▶ **What the exercise asks**
Below are lines of data; count those that contain "anchor" and give the total alone.

▶ **Provided records**

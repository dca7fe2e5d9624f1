use std::time::{Duration, Instant};

use client_core::{ToastKind, ToastPosition, ToastQueue};
use eframe::egui;

pub const TOAST_TTL: Duration = Duration::from_secs(4);

pub fn show_toasts(ctx: &egui::Context, queue: &ToastQueue) {
    queue.expire(Instant::now(), TOAST_TTL);
    let toasts = queue.snapshot();

    let corners = [
        (
            ToastPosition::TopCenter,
            "toasts_top_center",
            egui::Align2::CENTER_TOP,
            egui::vec2(0.0, 16.0),
        ),
        (
            ToastPosition::BottomRight,
            "toasts_bottom_right",
            egui::Align2::RIGHT_BOTTOM,
            egui::vec2(-16.0, -16.0),
        ),
    ];

    for (position, id, anchor, offset) in corners {
        if !toasts.iter().any(|toast| toast.position == position) {
            continue;
        }
        egui::Area::new(egui::Id::new(id))
            .anchor(anchor, offset)
            .order(egui::Order::Tooltip)
            .interactable(false)
            .show(ctx, |ui| {
                for toast in toasts.iter().filter(|toast| toast.position == position) {
                    let fill = match toast.kind {
                        ToastKind::Success => egui::Color32::from_rgb(25, 135, 84),
                        ToastKind::Error => egui::Color32::from_rgb(220, 53, 69),
                    };
                    egui::Frame::new()
                        .fill(fill)
                        .corner_radius(egui::CornerRadius::same(6))
                        .inner_margin(egui::Margin::symmetric(12, 8))
                        .show(ui, |ui| {
                            ui.label(
                                egui::RichText::new(&toast.message).color(egui::Color32::WHITE),
                            );
                        });
                    ui.add_space(6.0);
                }
            });
    }
}
pub mod domain;
pub mod error;
pub mod messages;
pub mod validation;
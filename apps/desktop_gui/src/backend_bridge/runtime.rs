//! Runtime bridge between UI command queue and backend event intake.

use std::{sync::Arc, thread};

use client_core::{ClientSettings, HttpProductService, PersistenceInvoker, ProductService};
use crossbeam_channel::{Receiver, Sender};

use crate::backend_bridge::{
    commands::BackendCommand,
    host::{ChannelHost, ChannelNotifier},
};
use crate::controller::events::{UiError, UiErrorContext, UiEvent};

/// Commands are handled one at a time, in queue order.
pub fn launch(settings: ClientSettings, cmd_rx: Receiver<BackendCommand>, ui_tx: Sender<UiEvent>) {
    thread::spawn(move || {
        let runtime = match tokio::runtime::Builder::new_multi_thread()
            .enable_all()
            .build()
        {
            Ok(runtime) => runtime,
            Err(err) => {
                let _ = ui_tx.try_send(UiEvent::Error(UiError::from_message(
                    UiErrorContext::BackendStartup,
                    format!("failed to build runtime: {err}"),
                )));
                tracing::error!("failed to build backend runtime: {err}");
                return;
            }
        };

        runtime.block_on(async move {
            let service: Arc<dyn ProductService> =
                match HttpProductService::from_settings(&settings) {
                    Ok(service) => Arc::new(service),
                    Err(err) => {
                        let _ = ui_tx.try_send(UiEvent::Error(UiError::from_service(
                            UiErrorContext::BackendStartup,
                            &err,
                        )));
                        tracing::error!(error = %err, "failed to build product HTTP client");
                        return;
                    }
                };
            tracing::info!(api = %settings.api_base_url, "backend worker ready");

            let invoker = PersistenceInvoker::new(
                Arc::clone(&service),
                Arc::new(ChannelNotifier::new(ui_tx.clone())),
                settings.locale,
            );

            while let Ok(cmd) = cmd_rx.recv() {
                match cmd {
                    BackendCommand::ListProducts => match service.list_products().await {
                        Ok(products) => {
                            tracing::debug!(count = products.len(), "loaded products");
                            let _ = ui_tx.try_send(UiEvent::ProductsLoaded(products));
                        }
                        Err(err) => {
                            tracing::error!(error = %err, "failed to load products");
                            let _ = ui_tx.try_send(UiEvent::Error(UiError::from_service(
                                UiErrorContext::LoadProducts,
                                &err,
                            )));
                        }
                    },
                    BackendCommand::SaveProduct { modal, product } => {
                        // outcome is reported through the notifier and host
                        let host = ChannelHost::new(ui_tx.clone(), modal);
                        let _ = invoker.save(&product, &host).await;
                    }
                    BackendCommand::DeleteProduct { modal, id } => {
                        let host = ChannelHost::new(ui_tx.clone(), modal);
                        let _ = invoker.delete(id, &host).await;
                    }
                }
            }
        });
    });
}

▶ **Exercise output**
2